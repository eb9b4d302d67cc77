use std::cmp::Ordering;
use std::collections::VecDeque;
use std::sync::Mutex;
use std::time::{Duration, Instant};

use slog::{warn, Logger};

use crate::log::create_logger;

#[derive(Debug, Clone, PartialEq)]
pub struct Parameters {
    /// Shortest believable R-R interval; anything faster is noise.
    pub min_rr_interval: Duration,
    /// Plausible physiological BPM range, inclusive.
    pub hr_range: (f64, f64),
    /// Instantaneous BPM values kept for the median. Odd, so the median is a
    /// real element.
    pub history_len: usize,
    /// Consecutive refractory rejections tolerated before the estimator
    /// resets itself.
    pub max_noise_run: u32,
}

impl Default for Parameters {
    fn default() -> Self {
        Self {
            min_rr_interval: Duration::from_millis(300),
            hr_range: (30.0, 220.0),
            history_len: 7,
            max_noise_run: 3,
        }
    }
}

#[derive(Debug, Default)]
struct HrState {
    history: VecDeque<f64>,
    last_peak_time: Option<Instant>,
    last_valid_hr: f64,
    noise_count: u32,
}

/// Turns accepted R-peak events into a smoothed BPM estimate.
///
/// Beats are timestamped with a monotonic clock as they are reported. The
/// published rate is the median of the recent instantaneous rates, so a
/// single missed or spurious beat cannot move it far. A run of impossibly
/// fast beats is taken as evidence of a corrupted timestamp baseline and
/// clears the whole state.
///
/// `update_r_peak` and `get_heart_rate` may be called from different
/// threads; one mutex guards everything mutable.
pub struct HeartRateEstimator {
    params: Parameters,
    state: Mutex<HrState>,
    log: Logger,
}

impl HeartRateEstimator {
    pub fn new(params: Parameters) -> Self {
        Self {
            params,
            state: Mutex::new(HrState::default()),
            log: create_logger("hr"),
        }
    }

    /// Register one accepted R-peak, timestamped now.
    pub fn update_r_peak(&self) {
        self.update_at(Instant::now());
    }

    pub(crate) fn update_at(&self, now: Instant) {
        let mut state = self.state.lock().unwrap();

        let last = match state.last_peak_time {
            Some(last) => last,
            None => {
                // first beat only establishes the time base
                state.last_peak_time = Some(now);
                return;
            }
        };

        let interval = now.saturating_duration_since(last);
        if interval < self.params.min_rr_interval {
            state.noise_count += 1;
            if state.noise_count > self.params.max_noise_run {
                warn!(self.log, "persistent refractory noise, resetting state";
                      "noise_count" => state.noise_count);
                *state = HrState::default();
            }
            return;
        }
        state.noise_count = 0;

        let bpm = 60.0 / interval.as_secs_f64();

        let (low, high) = self.params.hr_range;
        if (low..=high).contains(&bpm) {
            state.history.push_back(bpm);
            if state.history.len() > self.params.history_len {
                state.history.pop_front();
            }

            let mut sorted: Vec<f64> = state.history.iter().copied().collect();
            sorted.sort_by(|a, b| a.partial_cmp(b).unwrap_or(Ordering::Equal));
            state.last_valid_hr = sorted[sorted.len() / 2];
        }

        state.last_peak_time = Some(now);
    }

    /// Last known-good smoothed BPM, or 0.0 before any valid estimate exists.
    pub fn get_heart_rate(&self) -> f64 {
        self.state.lock().unwrap().last_valid_hr
    }

    /// Drop all accumulated state, including the published estimate.
    pub fn reset_state(&self) {
        *self.state.lock().unwrap() = HrState::default();
    }
}

#[cfg(test)]
mod tests {
    use super::*;

    fn at(t0: Instant, millis: u64) -> Instant {
        t0 + Duration::from_millis(millis)
    }

    #[test]
    fn no_estimate_before_any_peak() {
        let est = HeartRateEstimator::new(Parameters::default());
        assert_eq!(est.get_heart_rate(), 0.0);
    }

    #[test]
    fn single_peak_gives_no_estimate() {
        let est = HeartRateEstimator::new(Parameters::default());
        est.update_at(Instant::now());
        assert_eq!(est.get_heart_rate(), 0.0);
    }

    #[test]
    fn one_second_interval_reads_sixty_bpm() {
        let est = HeartRateEstimator::new(Parameters::default());
        let t0 = Instant::now();
        est.update_at(t0);
        est.update_at(at(t0, 1000));
        assert!((est.get_heart_rate() - 60.0).abs() < 0.01);
    }

    #[test]
    fn refractory_interval_is_ignored() {
        let est = HeartRateEstimator::new(Parameters::default());
        let t0 = Instant::now();
        est.update_at(t0);
        est.update_at(at(t0, 1000));
        let before = est.get_heart_rate();

        est.update_at(at(t0, 1100));
        assert_eq!(est.get_heart_rate(), before);
    }

    #[test]
    fn noise_run_resets_the_estimator() {
        let est = HeartRateEstimator::new(Parameters::default());
        let t0 = Instant::now();
        est.update_at(t0);
        est.update_at(at(t0, 1000));
        assert!((est.get_heart_rate() - 60.0).abs() < 0.01);

        // four rejections in a row, all measured against the stuck baseline
        for millis in [1050, 1100, 1150, 1200] {
            est.update_at(at(t0, millis));
        }
        assert_eq!(est.get_heart_rate(), 0.0);

        // after the reset a single valid interval yields a one-element
        // median, not a blend with the stale history
        est.update_at(at(t0, 3000));
        est.update_at(at(t0, 3800));
        assert!((est.get_heart_rate() - 75.0).abs() < 0.01);
    }

    #[test]
    fn implausible_rate_is_rejected_but_timestamp_advances() {
        let est = HeartRateEstimator::new(Parameters::default());
        let t0 = Instant::now();
        est.update_at(t0);
        // 3 s interval, 20 BPM, below the plausible range
        est.update_at(at(t0, 3000));
        assert_eq!(est.get_heart_rate(), 0.0);

        // the rejected beat still moved the time base forward
        est.update_at(at(t0, 4000));
        assert!((est.get_heart_rate() - 60.0).abs() < 0.01);
    }

    #[test]
    fn median_smooths_an_outlier() {
        let est = HeartRateEstimator::new(Parameters::default());
        let t0 = Instant::now();
        est.update_at(t0);
        let mut now = 0;
        // steady 60 BPM with one shorter beat in the middle
        for interval in [1000, 1000, 900, 1000, 1000] {
            now += interval;
            est.update_at(at(t0, now));
        }
        let hr = est.get_heart_rate();
        assert!((hr - 60.0).abs() < 0.01, "median was {hr}");
    }

    #[test]
    fn reset_state_clears_everything() {
        let est = HeartRateEstimator::new(Parameters::default());
        let t0 = Instant::now();
        est.update_at(t0);
        est.update_at(at(t0, 1000));
        est.reset_state();
        assert_eq!(est.get_heart_rate(), 0.0);
    }
}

TO DO: Would you print all of the records exactly as they were given?

RESPONSE TO THIS EXERCISE:
repository eb9b4d302d67cc77
use std::cmp::Ordering;
use std::collections::VecDeque;
use std::sync::Mutex;
use std::time::{Duration, Instant};

use slog::{warn, Logger};

use crate::log::create_logger;

#[derive(Debug, Clone, PartialEq)]
pub struct Parameters {
    /// Shortest believable R-R interval; anything faster is noise.
    pub min_rr_interval: Duration,
    /// Plausible physiological BPM range, inclusive.
    pub hr_range: (f64, f64),
    /// Instantaneous BPM values kept for the median. Odd, so the median is a
    /// real element.
    pub history_len: usize,
    /// Consecutive refractory rejections tolerated before the estimator
    /// resets itself.
    pub max_noise_run: u32,
}

impl Default for Parameters {
    fn default() -> Self {
        Self {
            min_rr_interval: Duration::from_millis(300),
            hr_range: (30.0, 220.0),
            history_len: 7,
            max_noise_run: 3,
        }
    }
}

#[derive(Debug, Default)]
struct HrState {
    history: VecDeque<f64>,
    last_peak_time: Option<Instant>,
    last_valid_hr: f64,
    noise_count: u32,
}

/// Turns accepted R-peak events into a smoothed BPM estimate.
///
/// Beats are timestamped with a monotonic clock as they are reported. The
/// published rate is the median of the recent instantaneous rates, so a
/// single missed or spurious beat cannot move it far. A run of impossibly
/// fast beats is taken as evidence of a corrupted timestamp baseline and
/// clears the whole state.
///
/// `update_r_peak` and `get_heart_rate` may be called from different
/// threads; one mutex guards everything mutable.
pub struct HeartRateEstimator {
    params: Parameters,
    state: Mutex<HrState>,
    log: Logger,
}

impl HeartRateEstimator {
    pub fn new(params: Parameters) -> Self {
        Self {
            params,
            state: Mutex::new(HrState::default()),
            log: create_logger("hr"),
        }
    }

    /// Register one accepted R-peak, timestamped now.
    pub fn update_r_peak(&self) {
        self.update_at(Instant::now());
    }

    pub(crate) fn update_at(&self, now: Instant) {
        let mut state = self.state.lock().unwrap();

        let last = match state.last_peak_time {
            Some(last) => last,
            None => {
                // first beat only establishes the time base
                state.last_peak_time = Some(now);
                return;
            }
        };

        let interval = now.saturating_duration_since(last);
        if interval < self.params.min_rr_interval {
            state.noise_count += 1;
            if state.noise_count > self.params.max_noise_run {
                warn!(self.log, "persistent refractory noise, resetting state";
                      "noise_count" => state.noise_count);
                *state = HrState::default();
            }
            return;
        }
        state.noise_count = 0;

        let bpm = 60.0 / interval.as_secs_f64();

        let (low, high) = self.params.hr_range;
        if (low..=high).contains(&bpm) {
            state.history.push_back(bpm);
            if state.history.len() > self.params.history_len {
                state.history.pop_front();
            }

            let mut sorted: Vec<f64> = state.history.iter().copied().collect();
            sorted.sort_by(|a, b| a.partial_cmp(b).unwrap_or(Ordering::Equal));
            state.last_valid_hr = sorted[sorted.len() / 2];
        }

        state.last_peak_time = Some(now);
    }

    /// Last known-good smoothed BPM, or 0.0 before any valid estimate exists.
    pub fn get_heart_rate(&self) -> f64 {
        self.state.lock().unwrap().last_valid_hr
    }

    /// Drop all accumulated state, including the published estimate.
    pub fn reset_state(&self) {
        *self.state.lock().unwrap() = HrState::default();
    }
}

#[cfg(test)]
mod tests {
    use super::*;

    fn at(t0: Instant, millis: u64) -> Instant {
        t0 + Duration::from_millis(millis)
    }

    #[test]
    fn no_estimate_before_any_peak() {
        let est = HeartRateEstimator::new(Parameters::default());
        assert_eq!(est.get_heart_rate(), 0.0);
    }

    #[test]
    fn single_peak_gives_no_estimate() {
        let est = HeartRateEstimator::new(Parameters::default());
        est.update_at(Instant::now());
        assert_eq!(est.get_heart_rate(), 0.0);
    }

    #[test]
    fn one_second_interval_reads_sixty_bpm() {
        let est = HeartRateEstimator::new(Parameters::default());
        let t0 = Instant::now();
        est.update_at(t0);
        est.update_at(at(t0, 1000));
        assert!((est.get_heart_rate() - 60.0).abs() < 0.01);
    }

    #[test]
    fn refractory_interval_is_ignored() {
        let est = HeartRateEstimator::new(Parameters::default());
        let t0 = Instant::now();
        est.update_at(t0);
        est.update_at(at(t0, 1000));
        let before = est.get_heart_rate();

        est.update_at(at(t0, 1100));
        assert_eq!(est.get_heart_rate(), before);
    }

    #[test]
    fn noise_run_resets_the_estimator() {
        let est = HeartRateEstimator::new(Parameters::default());
        let t0 = Instant::now();
        est.update_at(t0);
        est.update_at(at(t0, 1000));
        assert!((est.get_heart_rate() - 60.0).abs() < 0.01);

        // four rejections in a row, all measured against the stuck baseline
        for millis in [1050, 1100, 1150, 1200] {
            est.update_at(at(t0, millis));
        }
        assert_eq!(est.get_heart_rate(), 0.0);

        // after the reset a single valid interval yields a one-element
        // median, not a blend with the stale history
        est.update_at(at(t0, 3000));
        est.update_at(at(t0, 3800));
        assert!((est.get_heart_rate() - 75.0).abs() < 0.01);
    }

    #[test]
    fn implausible_rate_is_rejected_but_timestamp_advances() {
        let est = HeartRateEstimator::new(Parameters::default());
        let t0 = Instant::now();
        est.update_at(t0);
        // 3 s interval, 20 BPM, below the plausible range
        est.update_at(at(t0, 3000));
        assert_eq!(est.get_heart_rate(), 0.0);

        // the rejected beat still moved the time base forward
        est.update_at(at(t0, 4000));
        assert!((est.get_heart_rate() - 60.0).abs() < 0.01);
    }

    #[test]
    fn median_smooths_an_outlier() {
        let est = HeartRateEstimator::new(Parameters::default());
        let t0 = Instant::now();
        est.update_at(t0);
        let mut now = 0;
        // steady 60 BPM with one shorter beat in the middle
        for interval in [1000, 1000, 900, 1000, 1000] {
            now += interval;
            est.update_at(at(t0, now));
        }
        let hr = est.get_heart_rate();
        assert!((hr - 60.0).abs() < 0.01, "median was {hr}");
    }

    #[test]
    fn reset_state_clears_everything() {
        let est = HeartRateEstimator::new(Parameters::default());
        let t0 = Instant::now();
        est.update_at(t0);
        est.update_at(at(t0, 1000));
        est.reset_state();
        assert_eq!(est.get_heart_rate(), 0.0);
    }
}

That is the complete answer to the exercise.